**Material shown:**

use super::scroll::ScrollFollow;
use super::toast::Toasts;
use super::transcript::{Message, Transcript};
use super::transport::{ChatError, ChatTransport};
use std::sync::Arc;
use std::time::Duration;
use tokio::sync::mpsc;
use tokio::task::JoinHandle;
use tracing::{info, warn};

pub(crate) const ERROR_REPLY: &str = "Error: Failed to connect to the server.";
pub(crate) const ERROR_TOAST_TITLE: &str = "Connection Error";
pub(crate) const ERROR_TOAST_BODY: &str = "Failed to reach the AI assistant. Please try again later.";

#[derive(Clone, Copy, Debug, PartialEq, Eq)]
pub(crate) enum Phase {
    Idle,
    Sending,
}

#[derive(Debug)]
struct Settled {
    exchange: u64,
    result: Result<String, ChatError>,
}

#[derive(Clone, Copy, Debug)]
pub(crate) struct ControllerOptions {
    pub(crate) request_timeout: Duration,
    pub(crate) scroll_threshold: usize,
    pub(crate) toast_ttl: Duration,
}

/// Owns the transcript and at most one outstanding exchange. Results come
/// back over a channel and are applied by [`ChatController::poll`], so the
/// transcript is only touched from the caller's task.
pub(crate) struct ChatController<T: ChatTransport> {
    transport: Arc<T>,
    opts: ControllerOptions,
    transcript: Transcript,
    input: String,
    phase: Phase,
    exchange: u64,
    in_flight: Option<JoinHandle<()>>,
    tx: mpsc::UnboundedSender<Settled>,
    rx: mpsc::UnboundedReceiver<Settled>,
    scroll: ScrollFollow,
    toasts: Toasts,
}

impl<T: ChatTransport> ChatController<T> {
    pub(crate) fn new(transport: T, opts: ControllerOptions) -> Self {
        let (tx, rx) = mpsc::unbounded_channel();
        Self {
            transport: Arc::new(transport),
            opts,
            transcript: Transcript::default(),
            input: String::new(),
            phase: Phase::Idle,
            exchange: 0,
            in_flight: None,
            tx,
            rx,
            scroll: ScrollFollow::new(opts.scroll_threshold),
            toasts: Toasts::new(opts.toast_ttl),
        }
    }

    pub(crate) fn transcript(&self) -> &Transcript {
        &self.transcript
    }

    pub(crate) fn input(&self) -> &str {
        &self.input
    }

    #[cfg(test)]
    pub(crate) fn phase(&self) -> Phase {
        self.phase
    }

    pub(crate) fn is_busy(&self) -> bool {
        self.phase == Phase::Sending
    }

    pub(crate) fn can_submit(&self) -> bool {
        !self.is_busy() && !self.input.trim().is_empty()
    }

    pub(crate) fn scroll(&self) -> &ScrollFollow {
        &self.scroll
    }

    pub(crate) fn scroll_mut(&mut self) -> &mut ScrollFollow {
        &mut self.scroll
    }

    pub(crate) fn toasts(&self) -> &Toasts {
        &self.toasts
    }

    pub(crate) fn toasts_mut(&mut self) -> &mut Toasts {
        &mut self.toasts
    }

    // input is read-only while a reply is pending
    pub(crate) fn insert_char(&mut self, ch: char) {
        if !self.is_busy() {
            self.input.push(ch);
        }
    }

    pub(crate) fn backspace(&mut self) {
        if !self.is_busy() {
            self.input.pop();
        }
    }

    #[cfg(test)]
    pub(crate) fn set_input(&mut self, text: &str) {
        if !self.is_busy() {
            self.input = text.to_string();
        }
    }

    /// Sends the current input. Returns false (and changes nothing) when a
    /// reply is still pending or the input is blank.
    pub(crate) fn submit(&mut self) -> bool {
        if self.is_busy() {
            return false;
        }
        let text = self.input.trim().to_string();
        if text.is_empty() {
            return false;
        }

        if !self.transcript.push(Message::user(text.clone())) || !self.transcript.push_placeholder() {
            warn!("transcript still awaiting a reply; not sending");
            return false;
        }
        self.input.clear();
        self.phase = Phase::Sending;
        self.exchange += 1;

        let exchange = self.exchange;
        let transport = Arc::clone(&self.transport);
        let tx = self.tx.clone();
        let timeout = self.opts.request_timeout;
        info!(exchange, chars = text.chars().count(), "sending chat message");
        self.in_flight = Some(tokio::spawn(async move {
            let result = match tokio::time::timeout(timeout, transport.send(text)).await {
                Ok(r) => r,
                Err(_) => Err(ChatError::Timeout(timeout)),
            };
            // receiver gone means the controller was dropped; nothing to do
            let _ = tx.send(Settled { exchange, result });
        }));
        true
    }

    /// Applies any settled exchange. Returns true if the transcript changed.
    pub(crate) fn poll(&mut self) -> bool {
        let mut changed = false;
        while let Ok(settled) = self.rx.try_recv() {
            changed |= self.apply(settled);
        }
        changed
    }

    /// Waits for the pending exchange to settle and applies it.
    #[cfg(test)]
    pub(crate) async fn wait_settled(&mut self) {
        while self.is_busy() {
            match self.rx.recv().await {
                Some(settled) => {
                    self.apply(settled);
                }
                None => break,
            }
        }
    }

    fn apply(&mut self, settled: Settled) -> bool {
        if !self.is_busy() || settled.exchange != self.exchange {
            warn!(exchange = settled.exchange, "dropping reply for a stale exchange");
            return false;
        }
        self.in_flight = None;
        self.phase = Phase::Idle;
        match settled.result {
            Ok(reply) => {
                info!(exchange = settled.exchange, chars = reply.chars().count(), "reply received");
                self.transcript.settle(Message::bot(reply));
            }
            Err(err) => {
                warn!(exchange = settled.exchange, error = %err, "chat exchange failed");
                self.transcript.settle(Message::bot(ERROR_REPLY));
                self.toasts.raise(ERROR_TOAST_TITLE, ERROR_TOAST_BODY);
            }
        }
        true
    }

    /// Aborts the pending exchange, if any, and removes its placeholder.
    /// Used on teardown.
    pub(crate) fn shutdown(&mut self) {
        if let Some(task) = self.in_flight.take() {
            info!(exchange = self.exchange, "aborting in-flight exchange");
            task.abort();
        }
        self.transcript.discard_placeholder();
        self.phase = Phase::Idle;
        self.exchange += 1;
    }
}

**Required work:**
Once you find the string "poll" in a line of the records, copy that line.

**Expected answer:**
/// back over a channel and are applied by [`ChatController::poll`], so the
    pub(crate) fn poll(&mut self) -> bool {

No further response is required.